### ABOUT THIS TASK
Please reproduce verbatim the lines below, from the first through the one with "with existing state.".

Stored data:
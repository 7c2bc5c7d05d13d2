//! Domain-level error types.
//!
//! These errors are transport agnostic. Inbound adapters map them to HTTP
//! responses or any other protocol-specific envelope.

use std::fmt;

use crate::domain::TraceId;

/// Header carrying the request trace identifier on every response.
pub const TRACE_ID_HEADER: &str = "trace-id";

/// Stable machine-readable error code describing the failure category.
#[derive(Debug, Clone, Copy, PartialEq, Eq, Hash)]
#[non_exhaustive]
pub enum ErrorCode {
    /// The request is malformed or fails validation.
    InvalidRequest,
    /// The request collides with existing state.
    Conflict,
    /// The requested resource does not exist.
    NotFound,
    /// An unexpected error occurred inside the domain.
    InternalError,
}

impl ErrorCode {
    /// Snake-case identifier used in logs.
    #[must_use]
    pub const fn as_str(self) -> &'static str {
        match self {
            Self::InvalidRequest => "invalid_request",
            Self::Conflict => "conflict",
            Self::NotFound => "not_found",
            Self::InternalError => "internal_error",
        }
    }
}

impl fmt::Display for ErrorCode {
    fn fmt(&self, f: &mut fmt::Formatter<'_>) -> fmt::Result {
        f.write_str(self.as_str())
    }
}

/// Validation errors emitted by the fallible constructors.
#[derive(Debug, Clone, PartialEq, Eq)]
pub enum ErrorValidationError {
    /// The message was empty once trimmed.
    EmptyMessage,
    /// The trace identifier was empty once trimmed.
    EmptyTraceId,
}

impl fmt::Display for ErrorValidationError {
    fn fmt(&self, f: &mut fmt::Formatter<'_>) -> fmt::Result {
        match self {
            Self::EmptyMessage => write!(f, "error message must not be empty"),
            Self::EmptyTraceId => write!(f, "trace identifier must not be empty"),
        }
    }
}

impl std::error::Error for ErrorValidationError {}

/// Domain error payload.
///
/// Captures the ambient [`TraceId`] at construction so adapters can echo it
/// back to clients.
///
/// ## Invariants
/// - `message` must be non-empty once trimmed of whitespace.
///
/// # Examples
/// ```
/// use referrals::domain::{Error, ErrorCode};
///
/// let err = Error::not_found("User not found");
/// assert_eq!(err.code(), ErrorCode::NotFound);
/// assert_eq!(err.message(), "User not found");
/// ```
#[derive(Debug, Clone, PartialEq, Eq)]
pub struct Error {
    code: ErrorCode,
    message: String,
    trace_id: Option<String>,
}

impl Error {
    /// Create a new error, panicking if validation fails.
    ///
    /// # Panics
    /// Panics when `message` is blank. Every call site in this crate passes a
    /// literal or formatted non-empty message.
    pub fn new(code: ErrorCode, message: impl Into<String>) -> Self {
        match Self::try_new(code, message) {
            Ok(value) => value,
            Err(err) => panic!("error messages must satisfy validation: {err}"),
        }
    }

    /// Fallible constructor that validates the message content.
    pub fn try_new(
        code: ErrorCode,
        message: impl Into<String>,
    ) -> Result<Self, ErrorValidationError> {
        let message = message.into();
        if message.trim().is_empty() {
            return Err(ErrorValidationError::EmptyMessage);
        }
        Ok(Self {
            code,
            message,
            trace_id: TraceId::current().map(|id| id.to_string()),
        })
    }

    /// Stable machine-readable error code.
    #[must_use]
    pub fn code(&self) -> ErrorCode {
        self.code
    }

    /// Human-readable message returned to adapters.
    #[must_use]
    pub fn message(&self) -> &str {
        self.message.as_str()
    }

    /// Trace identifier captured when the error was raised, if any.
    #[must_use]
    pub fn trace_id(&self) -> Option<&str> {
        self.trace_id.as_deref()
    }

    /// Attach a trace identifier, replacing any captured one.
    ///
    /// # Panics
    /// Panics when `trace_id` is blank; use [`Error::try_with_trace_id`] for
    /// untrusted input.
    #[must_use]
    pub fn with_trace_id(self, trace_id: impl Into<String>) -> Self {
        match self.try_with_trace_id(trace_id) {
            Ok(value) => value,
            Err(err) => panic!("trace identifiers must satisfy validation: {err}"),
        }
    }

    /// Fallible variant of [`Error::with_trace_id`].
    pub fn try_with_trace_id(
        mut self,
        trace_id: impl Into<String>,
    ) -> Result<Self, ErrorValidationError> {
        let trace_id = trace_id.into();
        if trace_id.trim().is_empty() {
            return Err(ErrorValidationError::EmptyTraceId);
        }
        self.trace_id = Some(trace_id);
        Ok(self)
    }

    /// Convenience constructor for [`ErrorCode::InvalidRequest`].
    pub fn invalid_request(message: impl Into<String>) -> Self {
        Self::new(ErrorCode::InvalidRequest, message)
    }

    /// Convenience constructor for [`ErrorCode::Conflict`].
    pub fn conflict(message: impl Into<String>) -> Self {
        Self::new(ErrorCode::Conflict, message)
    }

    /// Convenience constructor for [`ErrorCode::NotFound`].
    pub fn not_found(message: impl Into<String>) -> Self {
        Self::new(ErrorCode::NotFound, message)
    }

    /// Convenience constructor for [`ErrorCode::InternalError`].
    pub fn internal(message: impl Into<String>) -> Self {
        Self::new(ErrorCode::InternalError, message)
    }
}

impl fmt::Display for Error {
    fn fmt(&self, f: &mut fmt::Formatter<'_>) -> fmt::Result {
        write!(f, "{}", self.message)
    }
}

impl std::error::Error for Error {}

### RESULT OF THIS TASK
repository 7c2bc5c7d05d13d2
//! Domain-level error types.
//!
//! These errors are transport agnostic. Inbound adapters map them to HTTP
//! responses or any other protocol-specific envelope.

use std::fmt;

use crate::domain::TraceId;

/// Header carrying the request trace identifier on every response.
pub const TRACE_ID_HEADER: &str = "trace-id";

/// Stable machine-readable error code describing the failure category.
#[derive(Debug, Clone, Copy, PartialEq, Eq, Hash)]
#[non_exhaustive]
pub enum ErrorCode {
    /// The request is malformed or fails validation.
    InvalidRequest,
    /// The request collides with existing state.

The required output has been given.